The idea of the movie is not bad: two warring factions are fighting over the well in town when a wanderer comes in and messes everything up, freeing the villagers. But when the two factions are about 100 yards apart it becomes ridiculous. Having such a small town and the small armies on either side creates a sense of child’s play to the film. They explore the fact that both armies need each other to keep control of the villagers, but that quickly turns into the town only having one ruler and ruins that thought.
While you may not like how he lives his life, Kain is a survivor. What little we learn of him reveals that he has given up on his order. He just wants to get paid and move on. Naja is a sorceress of the Homerac order that Kain left and wants Kain to help free the village and return to the order. She holds onto her values and refuses to create the magical sword that Zeg, one of the warlords, wants her to make. Together they are surrounded by colorful characters. Nobody has a backstory, so we just have what we see on screen. The plot doesn’t change any of the characters, they are introduced as themselves and they stay that way.

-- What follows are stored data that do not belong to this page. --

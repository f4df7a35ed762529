//! PriceSeries: a chronologically ordered, duplicate-free run of bars.

use super::bar::PriceBar;
use crate::error::DataError;
use serde::Serialize;

/// Bars in strictly ascending date order.
///
/// The ordering is checked on construction and never changed afterwards;
/// the series is read-only once built. Sorting raw provider output is the
/// job of [`crate::data::ingest`].
#[derive(Debug, Clone, Default, PartialEq, Serialize)]
pub struct PriceSeries {
    bars: Vec<PriceBar>,
}

impl PriceSeries {
    /// Validate date order and uniqueness. An empty vector is accepted.
    pub fn new(bars: Vec<PriceBar>) -> Result<Self, DataError> {
        for pair in bars.windows(2) {
            let (previous, next) = (pair[0].date, pair[1].date);
            if next == previous {
                return Err(DataError::DuplicateDate { date: next });
            }
            if next < previous {
                return Err(DataError::UnsortedDates { previous, next });
            }
        }
        Ok(Self { bars })
    }

    pub fn bars(&self) -> &[PriceBar] {
        &self.bars
    }

    pub fn len(&self) -> usize {
        self.bars.len()
    }

    pub fn is_empty(&self) -> bool {
        self.bars.is_empty()
    }

    pub fn first(&self) -> Option<&PriceBar> {
        self.bars.first()
    }

    pub fn last(&self) -> Option<&PriceBar> {
        self.bars.last()
    }

    /// Close prices in series order.
    pub fn closes(&self) -> Vec<f64> {
        self.bars.iter().map(|b| b.close).collect()
    }

    /// Sub-series of bars whose date falls within `[start, end]`.
    pub fn between(&self, start: chrono::NaiveDate, end: chrono::NaiveDate) -> PriceSeries {
        Self {
            bars: self
                .bars
                .iter()
                .filter(|b| b.date >= start && b.date <= end)
                .cloned()
                .collect(),
        }
    }

    pub fn into_bars(self) -> Vec<PriceBar> {
        self.bars
    }
}

impl<'a> IntoIterator for &'a PriceSeries {
    type Item = &'a PriceBar;
    type IntoIter = std::slice::Iter<'a, PriceBar>;

    fn into_iter(self) -> Self::IntoIter {
        self.bars.iter()
    }
}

With only one named female character, it’s surprising that the movie did not have a romance. The sorceress is held prisoner for what she can do and not for being a woman, there are enough of those wandering around. And when Kain rescues her, it’s out of a sense of duty, he doesn’t immediately become infatuated with her. They are connected to each other through their order and it doesn’t move past that.
Almost every line in the movie is cheesy. There is not subtlety in the movie. One of the warlords has a problem with repeating his plans out loud. When people speak it’s almost as if they’re in front of an audience.
In scenes with a small number of people, the fights look okay. It is when large numbers fight that it just becomes a mess. In the few large-scale battles, it’s just a mindless mass that leaves random bodies when the two sides split. But when it is just 3 or 4 people fighting, it gets better. There are moments that look fake and it’s obvious that they aren’t fighting, but most of the fighting flows nicely. Weapons look real and characters take on multiple opponents at once.
Nothing stands out of the film as terrible. There are a few moments when the music could have been left lower, but not enough to worry about.
There are few set changes throughout the movie. We see the main square of the village, and inside and underneath the two castles. Each of the sets are done well.
Both factions of the village have very different styles. We have a more desert nomad look and the more fantasy medieval look. They both feel functional and real. The villagers and the slaves also had their own outfits that separated them from each other. All the costumes look authentic.
There are two different creatures in the movie that are puppets or props. Both look fine, but you can tell they are fake. The slavers looked great. Sure, it’s only their head and hands that needed make-up, but the artist did a fine job. Their design is simple enough, but still lets us know that they are not human. With the word sorceress in the title, there is very little magic. It is not until the end of the movie that magic is used. And when it is, it does not require special effects.
Having the slavers be a different species, and the two creatures that appear in the film helps give a fantasy tone. People using swords instead of guns is the fine line between fantasy and western. It works for the character though. We don’t get the epic sense of the world under siege. What we get is a hero coming into town to rid it of thugs.